= Records =

===

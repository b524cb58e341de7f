use xf_core::{ContentKind, Language, LanguageRef, SYNTHETIC_DEFAULT_LANGUAGE};

use crate::columns::parse_column;

#[derive(Debug, Clone, PartialEq, Eq)]
pub struct LanguageTable {
    languages: Vec<Language>,
    implicit_name: String,
    default_inferred: bool,
}

impl LanguageTable {
    pub fn languages(&self) -> &[Language] {
        &self.languages
    }

    pub fn default_language(&self) -> &Language {
        self.languages
            .iter()
            .find(|language| language.is_default)
            .unwrap_or(&self.languages[0])
    }

    pub fn default_inferred(&self) -> bool {
        self.default_inferred
    }

    pub fn resolve<'a>(&'a self, language: &'a LanguageRef) -> &'a str {
        match language {
            LanguageRef::Implicit => &self.implicit_name,
            LanguageRef::Named(name) => name,
        }
    }
}

#[derive(Debug, Default)]
struct LanguageScan {
    seen: Vec<String>,
    first_label_language: Option<String>,
}

impl LanguageScan {
    fn observe(mut self, name: &str, content: ContentKind) -> Self {
        if !self.seen.iter().any(|seen| seen == name) {
            self.seen.push(name.to_string());
        }
        if content == ContentKind::Label && self.first_label_language.is_none() {
            self.first_label_language = Some(name.to_string());
        }
        self
    }
}

pub fn build_language_table<'a, I>(columns: I, configured_default: Option<&str>) -> LanguageTable
where
    I: IntoIterator<Item = &'a str>,
{
    let implicit_name = configured_default
        .map(str::trim)
        .filter(|name| !name.is_empty())
        .unwrap_or(SYNTHETIC_DEFAULT_LANGUAGE)
        .to_string();

    let scan = columns
        .into_iter()
        .filter_map(parse_column)
        .fold(LanguageScan::default(), |scan, key| {
            let name = match &key.language {
                LanguageRef::Implicit => implicit_name.as_str(),
                LanguageRef::Named(name) => name.as_str(),
            };
            scan.observe(name, key.content)
        });

    let LanguageScan {
        mut seen,
        first_label_language,
    } = scan;

    // a declared implicit language always wins
    let (default_name, default_inferred) = if seen.contains(&implicit_name) {
        (implicit_name.clone(), false)
    } else if let Some(first_label) = first_label_language {
        (first_label, seen.len() > 1)
    } else if let Some(first) = seen.first() {
        (first.clone(), seen.len() > 1)
    } else {
        seen.push(implicit_name.clone());
        (implicit_name.clone(), false)
    };

    let languages = seen
        .into_iter()
        .map(|name| Language {
            is_default: name == default_name,
            name,
        })
        .collect();

    LanguageTable {
        languages,
        implicit_name,
        default_inferred,
    }
}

===

= Directions =
Could you print, word for word, the line containing "Option<&str>) -> LanguageTable" and every line after it through the end of the records, and nothing else?

= Result for this task =
pub fn build_language_table<'a, I>(columns: I, configured_default: Option<&str>) -> LanguageTable
where
    I: IntoIterator<Item = &'a str>,
{
    let implicit_name = configured_default
        .map(str::trim)
        .filter(|name| !name.is_empty())
        .unwrap_or(SYNTHETIC_DEFAULT_LANGUAGE)
        .to_string();

    let scan = columns
        .into_iter()
        .filter_map(parse_column)
        .fold(LanguageScan::default(), |scan, key| {
            let name = match &key.language {
                LanguageRef::Implicit => implicit_name.as_str(),
                LanguageRef::Named(name) => name.as_str(),
            };
            scan.observe(name, key.content)
        });

    let LanguageScan {
        mut seen,
        first_label_language,
    } = scan;

    // a declared implicit language always wins
    let (default_name, default_inferred) = if seen.contains(&implicit_name) {
        (implicit_name.clone(), false)
    } else if let Some(first_label) = first_label_language {
        (first_label, seen.len() > 1)
    } else if let Some(first) = seen.first() {
        (first.clone(), seen.len() > 1)
    } else {
        seen.push(implicit_name.clone());
        (implicit_name.clone(), false)
    };

    let languages = seen
        .into_iter()
        .map(|name| Language {
            is_default: name == default_name,
            name,
        })
        .collect();

    LanguageTable {
        languages,
        implicit_name,
        default_inferred,
    }
}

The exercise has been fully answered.